28.1.3 UK Trust Deed

As part of the Nationality Structures (further details of which are given in section 3.6.5 of this document), IAG and the UK Trustee have entered into the UK Trust Deed dated 19 October 2010 under which a trust is established whereby certain monies and shares in the capital of British Airways are to be held on trust for certain purposes and beneficiaries. The UK Trustee has the power and the duty to manage the UK Trust assets in accordance with the terms of the UK Trust Deed, which include subject to certain conditions, the requirement to exercise any voting rights attaching to the BA B Shares in such manner as the UK Trustee in its sole opinion considers to be in the interest of the IAG shareholders who are UK Nationals as a class.
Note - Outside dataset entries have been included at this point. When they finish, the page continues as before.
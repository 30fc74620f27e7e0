//! Engine identifier registry
//!
//! Identifiers are permanent: new engines are appended, nothing is ever
//! renumbered or reused. `EngineId::info()` is the single static source of
//! names, categories and parameter tables.

use serde::{Deserialize, Serialize};

use crate::engines::{
    delay, distortion, dynamics, eq, experimental, filters, modulation, pitch, reverb, spatial, spectral, utility,
};
use crate::params::ParamSpec;

/// Number of registered engines
pub const ENGINE_COUNT: usize = 57;

/// Stable engine identifier (`Bypass` = 0)
#[derive(Debug, Clone, Copy, PartialEq, Eq, Hash, Default, Serialize, Deserialize)]
#[repr(u32)]
pub enum EngineId {
    #[default]
    Bypass = 0,
    OptoCompressor = 1,
    ClassicCompressor = 2,
    TransientShaper = 3,
    NoiseGate = 4,
    MasteringLimiter = 5,
    DynamicEq = 6,
    ParametricEq = 7,
    VintageConsoleEq = 8,
    LadderFilter = 9,
    StateVariableFilter = 10,
    FormantFilter = 11,
    EnvelopeFilter = 12,
    CombResonator = 13,
    VocalFormant = 14,
    TubePreamp = 15,
    WaveFolder = 16,
    HarmonicExciter = 17,
    BitCrusher = 18,
    MultibandSaturator = 19,
    MuffFuzz = 20,
    RodentDistortion = 21,
    KStyleOverdrive = 22,
    DigitalChorus = 23,
    ResonantChorus = 24,
    AnalogPhaser = 25,
    RingModulator = 26,
    FrequencyShifter = 27,
    HarmonicTremolo = 28,
    ClassicTremolo = 29,
    RotarySpeaker = 30,
    PitchShifter = 31,
    DetuneDoubler = 32,
    IntelligentHarmonizer = 33,
    TapeEcho = 34,
    DigitalDelay = 35,
    MagneticDrumEcho = 36,
    BucketBrigadeDelay = 37,
    BufferRepeat = 38,
    PlateReverb = 39,
    SpringReverb = 40,
    ConvolutionReverb = 41,
    ShimmerReverb = 42,
    GatedReverb = 43,
    StereoWidener = 44,
    StereoImager = 45,
    DimensionExpander = 46,
    SpectralFreeze = 47,
    SpectralGate = 48,
    PhasedVocoder = 49,
    GranularCloud = 50,
    ChaosGenerator = 51,
    FeedbackNetwork = 52,
    MidSide = 53,
    GainUtility = 54,
    MonoMaker = 55,
    PhaseAlign = 56,
}

/// Engine family; decides the default-parameter bias
#[derive(Debug, Clone, Copy, PartialEq, Eq, Hash, Serialize, Deserialize)]
pub enum Category {
    Utility,
    Dynamics,
    Eq,
    Filter,
    Distortion,
    Modulation,
    Pitch,
    Delay,
    Reverb,
    Spatial,
    Spectral,
    Experimental,
}

/// Static description of a registered engine
#[derive(Debug, Clone, Copy)]
pub struct EngineInfo {
    pub id: EngineId,
    pub name: &'static str,
    pub category: Category,
    pub params: &'static [ParamSpec],
    /// Index of the dry/wet parameter; `None` only for `Bypass`
    pub mix_index: Option<usize>,
}

impl EngineInfo {
    const fn new(id: EngineId, name: &'static str, category: Category, params: &'static [ParamSpec]) -> Self {
        Self {
            id,
            name,
            category,
            params,
            mix_index: find_param(params, "Mix"),
        }
    }
}

const fn str_eq(a: &str, b: &str) -> bool {
    let (a, b) = (a.as_bytes(), b.as_bytes());
    if a.len() != b.len() {
        return false;
    }
    let mut i = 0;
    while i < a.len() {
        if a[i] != b[i] {
            return false;
        }
        i += 1;
    }
    true
}

const fn find_param(params: &[ParamSpec], name: &str) -> Option<usize> {
    let mut i = 0;
    while i < params.len() {
        if str_eq(params[i].name, name) {
            return Some(i);
        }
        i += 1;
    }
    None
}

use Category as C;
use EngineId as E;

static ENGINES: [EngineInfo; ENGINE_COUNT] = [
    EngineInfo::new(E::Bypass, "Bypass", C::Utility, &[]),
    EngineInfo::new(E::OptoCompressor, "Vintage Opto Compressor", C::Dynamics, dynamics::OPTO_PARAMS),
    EngineInfo::new(E::ClassicCompressor, "Classic Compressor", C::Dynamics, dynamics::CLASSIC_PARAMS),
    EngineInfo::new(E::TransientShaper, "Transient Shaper", C::Dynamics, dynamics::TRANSIENT_PARAMS),
    EngineInfo::new(E::NoiseGate, "Noise Gate", C::Dynamics, dynamics::GATE_PARAMS),
    EngineInfo::new(E::MasteringLimiter, "Mastering Limiter", C::Dynamics, dynamics::LIMITER_PARAMS),
    EngineInfo::new(E::DynamicEq, "Dynamic EQ", C::Eq, eq::DYNAMIC_EQ_PARAMS),
    EngineInfo::new(E::ParametricEq, "Parametric EQ", C::Eq, eq::PARAMETRIC_EQ_PARAMS),
    EngineInfo::new(E::VintageConsoleEq, "Vintage Console EQ", C::Eq, eq::CONSOLE_EQ_PARAMS),
    EngineInfo::new(E::LadderFilter, "Ladder Filter", C::Filter, filters::LADDER_PARAMS),
    EngineInfo::new(E::StateVariableFilter, "State Variable Filter", C::Filter, filters::SVF_PARAMS),
    EngineInfo::new(E::FormantFilter, "Formant Filter", C::Filter, filters::FORMANT_PARAMS),
    EngineInfo::new(E::EnvelopeFilter, "Envelope Filter", C::Filter, filters::ENVELOPE_FILTER_PARAMS),
    EngineInfo::new(E::CombResonator, "Comb Resonator", C::Filter, filters::COMB_PARAMS),
    EngineInfo::new(E::VocalFormant, "Vocal Formant Filter", C::Filter, filters::VOCAL_FORMANT_PARAMS),
    EngineInfo::new(E::TubePreamp, "Vintage Tube Preamp", C::Distortion, distortion::TUBE_PARAMS),
    EngineInfo::new(E::WaveFolder, "Wave Folder", C::Distortion, distortion::WAVE_FOLDER_PARAMS),
    EngineInfo::new(E::HarmonicExciter, "Harmonic Exciter", C::Distortion, distortion::EXCITER_PARAMS),
    EngineInfo::new(E::BitCrusher, "Bit Crusher", C::Distortion, distortion::BIT_CRUSHER_PARAMS),
    EngineInfo::new(E::MultibandSaturator, "Multiband Saturator", C::Distortion, distortion::MULTIBAND_PARAMS),
    EngineInfo::new(E::MuffFuzz, "Muff Fuzz", C::Distortion, distortion::MUFF_PARAMS),
    EngineInfo::new(E::RodentDistortion, "Rodent Distortion", C::Distortion, distortion::RODENT_PARAMS),
    EngineInfo::new(E::KStyleOverdrive, "K-Style Overdrive", C::Distortion, distortion::KSTYLE_PARAMS),
    EngineInfo::new(E::DigitalChorus, "Digital Chorus", C::Modulation, modulation::CHORUS_PARAMS),
    EngineInfo::new(E::ResonantChorus, "Resonant Chorus", C::Modulation, modulation::RESONANT_CHORUS_PARAMS),
    EngineInfo::new(E::AnalogPhaser, "Analog Phaser", C::Modulation, modulation::PHASER_PARAMS),
    EngineInfo::new(E::RingModulator, "Ring Modulator", C::Modulation, modulation::RING_MOD_PARAMS),
    EngineInfo::new(E::FrequencyShifter, "Frequency Shifter", C::Modulation, modulation::FREQ_SHIFTER_PARAMS),
    EngineInfo::new(E::HarmonicTremolo, "Harmonic Tremolo", C::Modulation, modulation::HARMONIC_TREMOLO_PARAMS),
    EngineInfo::new(E::ClassicTremolo, "Classic Tremolo", C::Modulation, modulation::CLASSIC_TREMOLO_PARAMS),
    EngineInfo::new(E::RotarySpeaker, "Rotary Speaker", C::Modulation, modulation::ROTARY_PARAMS),
    EngineInfo::new(E::PitchShifter, "Pitch Shifter", C::Pitch, pitch::PITCH_SHIFTER_PARAMS),
    EngineInfo::new(E::DetuneDoubler, "Detune Doubler", C::Pitch, pitch::DOUBLER_PARAMS),
    EngineInfo::new(E::IntelligentHarmonizer, "Intelligent Harmonizer", C::Pitch, pitch::HARMONIZER_PARAMS),
    EngineInfo::new(E::TapeEcho, "Tape Echo", C::Delay, delay::TAPE_ECHO_PARAMS),
    EngineInfo::new(E::DigitalDelay, "Digital Delay", C::Delay, delay::DIGITAL_DELAY_PARAMS),
    EngineInfo::new(E::MagneticDrumEcho, "Magnetic Drum Echo", C::Delay, delay::DRUM_ECHO_PARAMS),
    EngineInfo::new(E::BucketBrigadeDelay, "Bucket Brigade Delay", C::Delay, delay::BBD_PARAMS),
    EngineInfo::new(E::BufferRepeat, "Buffer Repeat", C::Delay, delay::BUFFER_REPEAT_PARAMS),
    EngineInfo::new(E::PlateReverb, "Plate Reverb", C::Reverb, reverb::PLATE_PARAMS),
    EngineInfo::new(E::SpringReverb, "Spring Reverb", C::Reverb, reverb::SPRING_PARAMS),
    EngineInfo::new(E::ConvolutionReverb, "Convolution Reverb", C::Reverb, reverb::CONVOLUTION_PARAMS),
    EngineInfo::new(E::ShimmerReverb, "Shimmer Reverb", C::Reverb, reverb::SHIMMER_PARAMS),
    EngineInfo::new(E::GatedReverb, "Gated Reverb", C::Reverb, reverb::GATED_PARAMS),
    EngineInfo::new(E::StereoWidener, "Stereo Widener", C::Spatial, spatial::WIDENER_PARAMS),
    EngineInfo::new(E::StereoImager, "Stereo Imager", C::Spatial, spatial::IMAGER_PARAMS),
    EngineInfo::new(E::DimensionExpander, "Dimension Expander", C::Spatial, spatial::DIMENSION_PARAMS),
    EngineInfo::new(E::SpectralFreeze, "Spectral Freeze", C::Spectral, spectral::FREEZE_PARAMS),
    EngineInfo::new(E::SpectralGate, "Spectral Gate", C::Spectral, spectral::GATE_PARAMS),
    EngineInfo::new(E::PhasedVocoder, "Phased Vocoder", C::Spectral, spectral::VOCODER_PARAMS),
    EngineInfo::new(E::GranularCloud, "Granular Cloud", C::Spectral, spectral::GRANULAR_PARAMS),
    EngineInfo::new(E::ChaosGenerator, "Chaos Generator", C::Experimental, experimental::CHAOS_PARAMS),
    EngineInfo::new(E::FeedbackNetwork, "Feedback Network", C::Experimental, experimental::NETWORK_PARAMS),
    EngineInfo::new(E::MidSide, "Mid-Side Processor", C::Utility, utility::MID_SIDE_PARAMS),
    EngineInfo::new(E::GainUtility, "Gain Utility", C::Utility, utility::GAIN_PARAMS),
    EngineInfo::new(E::MonoMaker, "Mono Maker", C::Utility, utility::MONO_MAKER_PARAMS),
    EngineInfo::new(E::PhaseAlign, "Phase Align", C::Utility, utility::PHASE_ALIGN_PARAMS),
];

impl EngineId {
    /// Every registered engine in identifier order
    pub const ALL: [EngineId; ENGINE_COUNT] = [
        Self::Bypass, Self::OptoCompressor, Self::ClassicCompressor, Self::TransientShaper,
        Self::NoiseGate, Self::MasteringLimiter, Self::DynamicEq, Self::ParametricEq,
        Self::VintageConsoleEq, Self::LadderFilter, Self::StateVariableFilter, Self::FormantFilter,
        Self::EnvelopeFilter, Self::CombResonator, Self::VocalFormant, Self::TubePreamp,
        Self::WaveFolder, Self::HarmonicExciter, Self::BitCrusher, Self::MultibandSaturator,
        Self::MuffFuzz, Self::RodentDistortion, Self::KStyleOverdrive, Self::DigitalChorus,
        Self::ResonantChorus, Self::AnalogPhaser, Self::RingModulator, Self::FrequencyShifter,
        Self::HarmonicTremolo, Self::ClassicTremolo, Self::RotarySpeaker, Self::PitchShifter,
        Self::DetuneDoubler, Self::IntelligentHarmonizer, Self::TapeEcho, Self::DigitalDelay,
        Self::MagneticDrumEcho, Self::BucketBrigadeDelay, Self::BufferRepeat, Self::PlateReverb,
        Self::SpringReverb, Self::ConvolutionReverb, Self::ShimmerReverb, Self::GatedReverb,
        Self::StereoWidener, Self::StereoImager, Self::DimensionExpander, Self::SpectralFreeze,
        Self::SpectralGate, Self::PhasedVocoder, Self::GranularCloud, Self::ChaosGenerator,
        Self::FeedbackNetwork, Self::MidSide, Self::GainUtility, Self::MonoMaker, Self::PhaseAlign,
    ];

    /// Decode a published identifier
    pub fn from_u32(v: u32) -> Option<Self> {
        Self::ALL.get(v as usize).copied()
    }

    #[inline]
    pub fn to_u32(self) -> u32 {
        self as u32
    }

    #[inline]
    pub fn info(self) -> &'static EngineInfo {
        &ENGINES[self as usize]
    }

    #[inline]
    pub fn name(self) -> &'static str {
        self.info().name
    }

    #[inline]
    pub fn category(self) -> Category {
        self.info().category
    }

    /// Find an engine by display name, ignoring case
    pub fn from_name(name: &str) -> Option<Self> {
        ENGINES.iter().find(|e| e.name.eq_ignore_ascii_case(name)).map(|e| e.id)
    }
}

impl TryFrom<u32> for EngineId {
    type Error = fx_core::FxError;

    fn try_from(v: u32) -> Result<Self, Self::Error> {
        Self::from_u32(v).ok_or(fx_core::FxError::UnknownEngine(v))
    }
}

impl std::fmt::Display for EngineId {
    fn fmt(&self, f: &mut std::fmt::Formatter<'_>) -> std::fmt::Result {
        f.write_str(self.name())
    }
}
Further details of this arrangement (including details of the agreement concerning the exercise of voting rights by the holder of the BA B Shares) and the Nationality Structures are given in sections 3.6.5, 3.7, 3.8 and 3.9 of this document.

 

28.1.4 UK Trust Loan Agreement

On 19 October 2010, IAG and the UK Trustee entered into a loan agreement pursuant to the Nationality Structure Transactions and ancillary to the Merger, under which IAG is to lend the UK Trustee £1,000,000. The loan agreement provides that the UK Trustee must, within a specified time period, use the money to subscribe for BA B Shares. No interest will be payable on the loan. Further details of this arrangement and the Nationality Structures are given in sections 3.6.5, 3.7, 3.8 and 3.9 of this document.

 

28.1.5 UK Trust Subscription Agreement

On 19 October 2010, IAG, British Airways and the UK Trustee entered into a subscription agreement, pursuant to the Nationality Structure Transaction and ancillary to the Merger, relating to the subscription for the BA B Shares by the UK Trustee. Further details of this arrangement and the Nationality Structures are given in section 3 of this document.

 

28.1.6 BA Opco Articles

On 19 October 2010, IAG, along with British Airways and Iberia Holding agreed the articles of association of British Airways to be adopted after the Merger as part of the implementation of the British Airways Nationality Structures. The BA Opco Articles will be adopted at a general meeting of British Airways to be held shortly after the Admission of IAG Shares. Further details of the BA Opco Articles (including the various classes of shares that comprise the share capital of British Airways) are given in section 3.6 of this document.

 

28.1.7 Iberia Opco Articles

The Iberia Hive Down Plan includes as an attachment the agreed bylaws of Iberia Opco to be adopted by the sole shareholder of Iberia Opco on the same date that the Iberia Hive Down is effected (i.e. 20 January 2011).

 

28.1.8 Iberia Opco Shareholders Agreement

As part of the Nationality Structures (further details of which are given in section 3.6.5 of this document), IAG, Garanair S.L., IB Opco Holding S.L., Iberia and British

 

- 512 -


Airways Holdings BV have entered into the Iberia Opco Shareholders Agreement dated 19 October 2010 under which the parties agree to regulate the corporate governance and management of Iberia Opco, their relationship with each other and certain aspects of the affairs of, and their dealings with, Iberia, through the holding of shares in the capital of Iberia Holding and the designation of directors in Iberia Opco. This agreements also includes the details of the implementation, duration and exit arrangements of the Iberia Nationality Structure. Further details of the Nationality Structures are given in section 3 of this document.

 

28.1.9 Shareholders’ agreement at the Spanish Company

As part of the Nationality Structure (see section 3.6.5 of this Document for more details), Caja Madrid, El Corte Inglés and Garanair, S.L. executed on 19 October 2010 a shareholders’ agreement to regulate the relations between Caja Madrid and El Corte Inglés in relation to the Spanish Company (which will hold the Class B shares of Iberia Holding) in order to fulfil the aims pursued by the Spanish Nationality Structure.

 

28.2 IAG

Other than the agreements described in sections 27.1 and 27.3, IAG has not entered into any other material contract or any contract containing any provision under which IAG has an obligation or entitlement which is material to the IAG Group as at the date of this document.

 

28.3 British Airways

 

28.3.1 British Airways Convertible Bonds (including the Supplemental Trust Deed)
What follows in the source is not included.